Piana quit bodybuilding competitions in his final years to spend his time as a YouTuber and businessman, with his nutrition product line called Rich Piana: 5% Nutrition. The meaning of "5%" in the name of the brand is that "5% represents the percentage of people that are out there actually doing whatever it takes to fulfill their dreams, to accomplish their goals, and to live the type of life they want to live". In his post-competition life, he promoted his brand and frequently spoke about the use of steroids and hormones and the associated consequences. He made appearances at fitness expos; in videos posted on YouTube, he gave advice about diet and fitness routines. He had 1.2 million followers on Instagram and hundreds of thousands of subscribers on YouTube.

==Personal life==
Piana was married twice. His first marriage ended in divorce after he had an affair. He then had a longstanding on-again, off-again relationship with American fitness model Chanel Jansen. He married Icelandic bodybuilder Sara Heimisdóttir in 2015. They separated in 2016, and he later accused her of using him to qualify for a U.S. green card and stealing money from him. Their marriage was annulled for having taken place under false pretenses, and he resumed his relationship with Jansen, who was his partner at the time of his death. According to Jansen, Piana had struggled with opiate addiction at some point.

==Death==
At 1:30 p.m. on August 7, 2017, Piana collapsed while having his hair cut by Jansen at his home in Clearwater, Florida. He was standing at the time and hit his head when he collapsed. Jansen called the emergency number 9-1-1 and followed the operator's instructions to attempt CPR, until paramedics arrived about 10 minutes into her call. The paramedics confirmed that Piana's heart was not beating properly. His heartbeat was eventually restored, but so much time had passed that brain damage had set in from lack of oxygen. After the discovery of crushed white powder along with a straw and a credit card on the table in his home, paramedics administered naloxone, a medication used to counteract a possible opiate overdose. There was later speculation about possible recreational drug use, foul play, or other unknown factors involved in his death. However, Jansen denied that cocaine, heroin, or other drugs were involved, saying that Piana had sometimes snorted a high-caffeine pre-workout supplement and that he did not use recreational drugs. Twenty bottles of testosterone were reportedly found in his home. Jansen later said that Piana's brain had been deprived of oxygen for over 30 minutes, and that in the last few days before his collapse he had exhibited some unusual symptoms including shortness of breath and nausea. She said she was later told these may have been warning signs of an impending cardiac arrest.

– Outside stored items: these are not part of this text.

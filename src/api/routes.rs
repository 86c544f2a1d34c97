//--------------------------------------------------------------------------------------------------
// FUNCTIONS
//--------------------------------------------------------------------------------------------------
// | Name                   | Description                                   | Return Type         |
// |------------------------|-----------------------------------------------|---------------------|
// | health                 | Health check endpoint                         | Response            |
// | create_simple_order    | Create a P2P order                            | ApiResult<Response> |
// | list_active_orders     | Active P2P orders, filterable                 | ApiResult<Response> |
// | get_simple_order       | Order, with escrow and disputes for parties   | ApiResult<Response> |
// | match_order            | Take a P2P order                              | ApiResult<Response> |
// | cancel_simple_order    | Cancel a P2P order                            | ApiResult<Response> |
// | submit_payment         | Buyer reports payment                         | ApiResult<Response> |
// | release_escrow         | Seller releases escrow                        | ApiResult<Response> |
// | refund_escrow          | Admin/adjudicator refund                      | ApiResult<Response> |
// | manage_escrow          | Admin release / refund / hold                 | ApiResult<Response> |
// | open_dispute           | Party opens a dispute                         | ApiResult<Response> |
// | list_open_disputes     | Adjudicator queue                             | ApiResult<Response> |
// | get_dispute            | Dispute detail                                | ApiResult<Response> |
// | add_evidence           | Party adds evidence                           | ApiResult<Response> |
// | resolve_dispute        | Adjudicator resolves                          | ApiResult<Response> |
// | user_*                 | Per-user orders, disputes, trades, limits     | ApiResult<Response> |
// | *_pair*                | Trading pair registry, book and ticks         | ApiResult<Response> |
// | create_trading_order   | Market / limit / stop / trailing order        | ApiResult<Response> |
// | create_oco_order       | OCO pair                                      | ApiResult<Response> |
// | create_trailing_stop   | Trailing stop                                 | ApiResult<Response> |
// | create_grid_order      | Grid ladder                                   | ApiResult<Response> |
// | *_trading_order/group  | Inspect and cancel trading orders and groups  | ApiResult<Response> |
//--------------------------------------------------------------------------------------------------

use std::sync::Arc;

use axum::{
    Json,
    extract::{Extension, Path, Query},
    http::StatusCode,
    response::{IntoResponse, Response},
};
use uuid::Uuid;

use super::extract::ensure_can_read;
use super::{
    ApiError, ApiResult, AppState, DepthQuery, DisputeStatusQuery, ManageEscrowRequest, NotesRequest,
    OpenDisputeRequest, PairStatusRequest, PaymentRequest, PriceTickRequest, RegisterPairRequest,
    ResolveDisputeRequest, SimpleStatusQuery, TickResponse, TradingStatusQuery,
};
use crate::domain::models::types::{Actor, ActorRole};
use crate::domain::services::dispute::NewEvidence;
use crate::domain::services::p2p_service::{NewSimpleOrder, OrderFilter};
use crate::domain::services::trading_service::{NewGridOrder, NewOcoOrder, NewTrailingStop, NewTradingOrder};

fn ok<T: serde::Serialize>(body: T) -> ApiResult<Response> {
    Ok((StatusCode::OK, Json(body)).into_response())
}

fn created<T: serde::Serialize>(body: T) -> ApiResult<Response> {
    Ok((StatusCode::CREATED, Json(body)).into_response())
}

/// Health check endpoint
pub async fn health() -> impl IntoResponse {
    Json(serde_json::json!({
        "status": "ok"
    }))
}

//--------------------------------------------------------------------------------------------------
// P2P orders
//--------------------------------------------------------------------------------------------------

pub async fn create_simple_order(
    Extension(state): Extension<Arc<AppState>>,
    actor: Actor,
    Json(req): Json<NewSimpleOrder>,
) -> ApiResult<Response> {
    created(state.p2p.create_simple_order(&actor, req)?)
}

pub async fn list_active_orders(
    Extension(state): Extension<Arc<AppState>>,
    Query(filter): Query<OrderFilter>,
) -> ApiResult<Response> {
    ok(state.p2p.active_orders(&filter))
}

pub async fn get_simple_order(
    Extension(state): Extension<Arc<AppState>>,
    actor: Actor,
    Path(order_id): Path<Uuid>,
) -> ApiResult<Response> {
    ok(state.p2p.view_order(&actor, order_id)?)
}

pub async fn match_order(
    Extension(state): Extension<Arc<AppState>>,
    actor: Actor,
    Path(order_id): Path<Uuid>,
) -> ApiResult<Response> {
    ok(state.p2p.match_order(&actor, order_id)?)
}

pub async fn cancel_simple_order(
    Extension(state): Extension<Arc<AppState>>,
    actor: Actor,
    Path(order_id): Path<Uuid>,
) -> ApiResult<Response> {
    ok(state.p2p.cancel_order(&actor, order_id)?)
}

pub async fn submit_payment(
    Extension(state): Extension<Arc<AppState>>,
    actor: Actor,
    Path(order_id): Path<Uuid>,
    Json(req): Json<PaymentRequest>,
) -> ApiResult<Response> {
    ok(state.p2p.process_payment(&actor, order_id, req.proof_of_payment)?)
}

pub async fn release_escrow(
    Extension(state): Extension<Arc<AppState>>,
    actor: Actor,
    Path(order_id): Path<Uuid>,
) -> ApiResult<Response> {
    ok(state.p2p.release_escrow(&actor, order_id)?)
}

pub async fn refund_escrow(
    Extension(state): Extension<Arc<AppState>>,
    actor: Actor,
    Path(order_id): Path<Uuid>,
    Json(req): Json<NotesRequest>,
) -> ApiResult<Response> {
    ok(state.p2p.refund_escrow(&actor, order_id, req.notes)?)
}

pub async fn manage_escrow(
    Extension(state): Extension<Arc<AppState>>,
    actor: Actor,
    Path(order_id): Path<Uuid>,
    Json(req): Json<ManageEscrowRequest>,
) -> ApiResult<Response> {
    ok(state.p2p.manage_escrow(&actor, order_id, req.action, req.notes)?)
}

//--------------------------------------------------------------------------------------------------
// Disputes
//--------------------------------------------------------------------------------------------------

pub async fn open_dispute(
    Extension(state): Extension<Arc<AppState>>,
    actor: Actor,
    Path(order_id): Path<Uuid>,
    Json(req): Json<OpenDisputeRequest>,
) -> ApiResult<Response> {
    created(state.p2p.open_dispute(&actor, order_id, req.dispute_type, &req.description)?)
}

pub async fn list_open_disputes(Extension(state): Extension<Arc<AppState>>, actor: Actor) -> ApiResult<Response> {
    ok(state.p2p.open_disputes(&actor)?)
}

pub async fn get_dispute(
    Extension(state): Extension<Arc<AppState>>,
    actor: Actor,
    Path(dispute_id): Path<Uuid>,
) -> ApiResult<Response> {
    ok(state.p2p.get_dispute(&actor, dispute_id)?)
}

pub async fn add_evidence(
    Extension(state): Extension<Arc<AppState>>,
    actor: Actor,
    Path(dispute_id): Path<Uuid>,
    Json(req): Json<NewEvidence>,
) -> ApiResult<Response> {
    created(state.p2p.add_dispute_evidence(&actor, dispute_id, req)?)
}

pub async fn resolve_dispute(
    Extension(state): Extension<Arc<AppState>>,
    actor: Actor,
    Path(dispute_id): Path<Uuid>,
    Json(req): Json<ResolveDisputeRequest>,
) -> ApiResult<Response> {
    ok(state.p2p.resolve_dispute(&actor, dispute_id, req.outcome, req.notes)?)
}

//--------------------------------------------------------------------------------------------------
// Users
//--------------------------------------------------------------------------------------------------

pub async fn user_orders(
    Extension(state): Extension<Arc<AppState>>,
    actor: Actor,
    Path(user_id): Path<Uuid>,
    Query(query): Query<SimpleStatusQuery>,
) -> ApiResult<Response> {
    ensure_can_read(&actor, user_id)?;
    ok(state.p2p.user_orders(user_id, query.status))
}

pub async fn user_disputes(
    Extension(state): Extension<Arc<AppState>>,
    actor: Actor,
    Path(user_id): Path<Uuid>,
    Query(query): Query<DisputeStatusQuery>,
) -> ApiResult<Response> {
    ensure_can_read(&actor, user_id)?;
    ok(state.p2p.user_disputes(user_id, query.status))
}

pub async fn user_trades(
    Extension(state): Extension<Arc<AppState>>,
    actor: Actor,
    Path(user_id): Path<Uuid>,
) -> ApiResult<Response> {
    ensure_can_read(&actor, user_id)?;
    ok(state.p2p.user_trade_history(user_id))
}

pub async fn user_daily_limit(
    Extension(state): Extension<Arc<AppState>>,
    actor: Actor,
    Path(user_id): Path<Uuid>,
) -> ApiResult<Response> {
    ensure_can_read(&actor, user_id)?;
    ok(state.p2p.remaining_daily_limit(user_id)?)
}

pub async fn user_statistics(
    Extension(state): Extension<Arc<AppState>>,
    actor: Actor,
    Path(user_id): Path<Uuid>,
) -> ApiResult<Response> {
    ensure_can_read(&actor, user_id)?;
    ok(state.p2p.trade_statistics(user_id))
}

pub async fn user_trading_orders(
    Extension(state): Extension<Arc<AppState>>,
    actor: Actor,
    Path(user_id): Path<Uuid>,
    Query(query): Query<TradingStatusQuery>,
) -> ApiResult<Response> {
    ensure_can_read(&actor, user_id)?;
    ok(state.trading.user_orders(user_id, query.status))
}

//--------------------------------------------------------------------------------------------------
// Trading pairs
//--------------------------------------------------------------------------------------------------

pub async fn list_pairs(Extension(state): Extension<Arc<AppState>>) -> ApiResult<Response> {
    ok(state.trading.pairs())
}

pub async fn register_pair(
    Extension(state): Extension<Arc<AppState>>,
    actor: Actor,
    Json(req): Json<RegisterPairRequest>,
) -> ApiResult<Response> {
    created(state.trading.register_pair(&actor, &req.base_asset, &req.quote_asset)?)
}

pub async fn set_pair_status(
    Extension(state): Extension<Arc<AppState>>,
    actor: Actor,
    Path(pair_id): Path<Uuid>,
    Json(req): Json<PairStatusRequest>,
) -> ApiResult<Response> {
    ok(state.trading.set_pair_active(&actor, pair_id, req.active)?)
}

pub async fn get_order_book(
    Extension(state): Extension<Arc<AppState>>,
    Path(pair_id): Path<Uuid>,
    Query(query): Query<DepthQuery>,
) -> ApiResult<Response> {
    ok(state.trading.order_book(pair_id, query.depth)?)
}

/// Manual tick injection; same path the scheduler uses.
pub async fn submit_price_tick(
    Extension(state): Extension<Arc<AppState>>,
    actor: Actor,
    Path(pair_id): Path<Uuid>,
    Json(req): Json<PriceTickRequest>,
) -> ApiResult<Response> {
    if actor.role != ActorRole::Admin {
        return Err(ApiError::Forbidden("only admins may inject price ticks".into()));
    }
    let result = state.trading.on_price_tick(pair_id, req.price)?;
    ok(TickResponse::from_result(pair_id, req.price, result))
}

//--------------------------------------------------------------------------------------------------
// Trading orders
//--------------------------------------------------------------------------------------------------

pub async fn create_trading_order(
    Extension(state): Extension<Arc<AppState>>,
    actor: Actor,
    Json(req): Json<NewTradingOrder>,
) -> ApiResult<Response> {
    created(state.trading.create_order(&actor, req)?)
}

pub async fn create_oco_order(
    Extension(state): Extension<Arc<AppState>>,
    actor: Actor,
    Json(req): Json<NewOcoOrder>,
) -> ApiResult<Response> {
    created(state.trading.create_oco(&actor, req)?)
}

pub async fn create_trailing_stop(
    Extension(state): Extension<Arc<AppState>>,
    actor: Actor,
    Json(req): Json<NewTrailingStop>,
) -> ApiResult<Response> {
    created(state.trading.create_trailing_stop(&actor, req)?)
}

pub async fn create_grid_order(
    Extension(state): Extension<Arc<AppState>>,
    actor: Actor,
    Json(req): Json<NewGridOrder>,
) -> ApiResult<Response> {
    created(state.trading.create_grid(&actor, req)?)
}

pub async fn get_trading_order(
    Extension(state): Extension<Arc<AppState>>,
    actor: Actor,
    Path(order_id): Path<Uuid>,
) -> ApiResult<Response> {
    ok(state.trading.view_order(&actor, order_id)?)
}

pub async fn trading_order_executions(
    Extension(state): Extension<Arc<AppState>>,
    actor: Actor,
    Path(order_id): Path<Uuid>,
) -> ApiResult<Response> {
    ok(state.trading.view_executions(&actor, order_id)?)
}

pub async fn cancel_trading_order(
    Extension(state): Extension<Arc<AppState>>,
    actor: Actor,
    Path(order_id): Path<Uuid>,
) -> ApiResult<Response> {
    ok(state.trading.cancel_order(&actor, order_id)?)
}

pub async fn get_order_group(
    Extension(state): Extension<Arc<AppState>>,
    actor: Actor,
    Path(group_id): Path<Uuid>,
) -> ApiResult<Response> {
    ok(state.trading.view_group(&actor, group_id)?)
}

pub async fn cancel_order_group(
    Extension(state): Extension<Arc<AppState>>,
    actor: Actor,
    Path(group_id): Path<Uuid>,
) -> ApiResult<Response> {
    ok(state.trading.cancel_group(&actor, group_id)?)
}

After spending two weeks in an induced coma to try to reduce swelling to the brain, Piana died on August 25 at the age of 46. An autopsy revealed "significant heart disease" and that his heart and liver weighed over twice the average amount for an adult male. Jansen said Piana was well aware that his organs were enlarged, and that this was a known side effect of the steroids and hormones he had been taking, but said he was not aware that this put him at risk for a sudden cardiac arrest. The autopsy was ultimately inconclusive on the cause and manner of death. No toxicology analysis was performed for the autopsy, and no access to any toxicology analysis from the period of his hospital treatment was made available to the medical examiner for study; the hospital had discarded the specimens needed for a later toxicology analysis, despite specific requests to preserve them for analysis. This led to conspiracy theories about a possible cover-up of the true circumstances and cause of his death. The autopsy report said there was no evidence of recent injury, appearing to rule out physical trauma as a significant factor in his death.